Bug#423141: more questions about #423141

2007-08-14 Thread Bernhard R. Link
I'm CCing ratpoison's mailinglist, so people there can look at this, too.
For those on the list: the history of this thread can be found at
http://bugs.debian.org/423141

* H. S. Teoh [EMAIL PROTECTED] [070814 06:13]:
 Now that I know where the bug is, I've managed to reproduce it with a
 debug build of ratpoison. Using gdb backtrace, I've located the
 problematic code: the xvsprintf() function in main.c. Towards the end of
 this function, there is this bit of code:
 
 -
   nchars = vsnprintf (buffer, size, fmt, ap_copy);
 #if defined(va_copy) || defined(__va_copy)
   va_end (ap_copy);
 #endif
 
   if (nchars  -1  nchars  size)
 return buffer;
   else if (nchars  -1)
 size = nchars + 1;
   else
 size *= 2;
 -
 
 The last else clause is blatantly wrong: if vsnprintf() returns a
 negative value (according to the manpage, this occurs if there is an
 output error), then this code will double the size and try to format it
 again.  Since the problem is not caused by the buffer size, but by an
 output error (which I suppose is caused by the presence of characters in
 the output which for some reason is in the wrong encoding), doubling the
 buffer size solves nothing at all. So it just loops until size is larger
 than the amount of available RAM, and then the allocator calls abort()
 and dies.

I'm guessing the reason for this is history (from vsprintf manpage):
| NOTES
|   The glibc implementation of the functions snprintf() and vsnprintf()
|   conforms to the C99 standard, i.e., behaves as described above, since
|   glibc version 2.1. Until glibc 2.0.6 they would return -1 when the output
|   was truncated.

 I'd like to confirm my analysis with an actual code fix, but I'm not
 sure exactly what to do if vsnprintf() returns a negative value. The
 only clean way I know of is to use wide-character formatting functions,
 but it's non-trivial to do this with this code, and I'm not even sure if
 ratpoison is setting the locale properly in the first place. Maybe when
 I get more time I'll take another look at this.
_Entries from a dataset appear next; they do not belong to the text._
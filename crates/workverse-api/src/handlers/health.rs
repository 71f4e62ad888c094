//! Liveness and readiness probes.

use axum::extract::State;
use axum::http::StatusCode;
use axum::Json;
use serde::Serialize;
use tracing::error;

use crate::state::AppState;

#[derive(Serialize)]
pub struct HealthResponse {
    pub status: &'static str,
    pub version: &'static str,
}

/// GET /health
pub async fn health() -> Json<HealthResponse> {
    Json(HealthResponse {
        status: "ok",
        version: env!("CARGO_PKG_VERSION"),
    })
}

/// GET /ready
///
/// Ready only when the database answers.
pub async fn ready(State(state): State<AppState>) -> (StatusCode, Json<HealthResponse>) {
    match state.db.ping().await {
        Ok(()) => (
            StatusCode::OK,
            Json(HealthResponse { status: "ready", version: env!("CARGO_PKG_VERSION") }),
        ),
        Err(e) => {
            error!(error = %e, "Readiness check failed");
            (
                StatusCode::SERVICE_UNAVAILABLE,
                Json(HealthResponse { status: "unavailable", version: env!("CARGO_PKG_VERSION") }),
            )
        }
    }
}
I guess there are three issues here:

1) I'd guess it is better to saveguard this and add some maximum number
   of characters to test for (at least with negative return values).
   This would help against other possible future problems causing -1
   returns.

2) It might be some problem with giving invalid utf-8 characters into
   this function. While searching for the reason of this bug I found
   some problems when both ratpoison and the clients use a UTF-8
   locale (though that causes only misdisplays for me).
   It's in cvs since July 19th. (I also though I uploaded a Debian
   package with a backport of that patch, but I seem to have forgotten
   it).

3) finally vsnprinf might indeed the wrong function for that. I've not
   yet looked into that. But looking at the manpage I'd guess that that
   should only generate displaying problems (as the number means bytes
   and not characters). I guess this needs someone knowing this issues
   to look into it.

 In the meantime, I hope this info may help you find a fix.

Thanks a lot for tracking this down.

Hochachtungsvoll,
Bernhard R. Link


-- 
To UNSUBSCRIBE, email to [EMAIL PROTECTED]
with a subject of unsubscribe. Trouble? Contact [EMAIL PROTECTED]



Bug#423141: more questions about #423141

2007-08-14 Thread Bernhard R. Link
package ratpoison
tags 423141 = pending
thanks

* H. S. Teoh [EMAIL PROTECTED] [070814 06:13]:
 In the meantime, I hope this info may help you find a fix.

Thanks again for following up, now I can reproduce it and
the patch[1] to fix utf-8 window characters with ratpoison running
in utf-8 locale does indeed removed the provocaton for this bug.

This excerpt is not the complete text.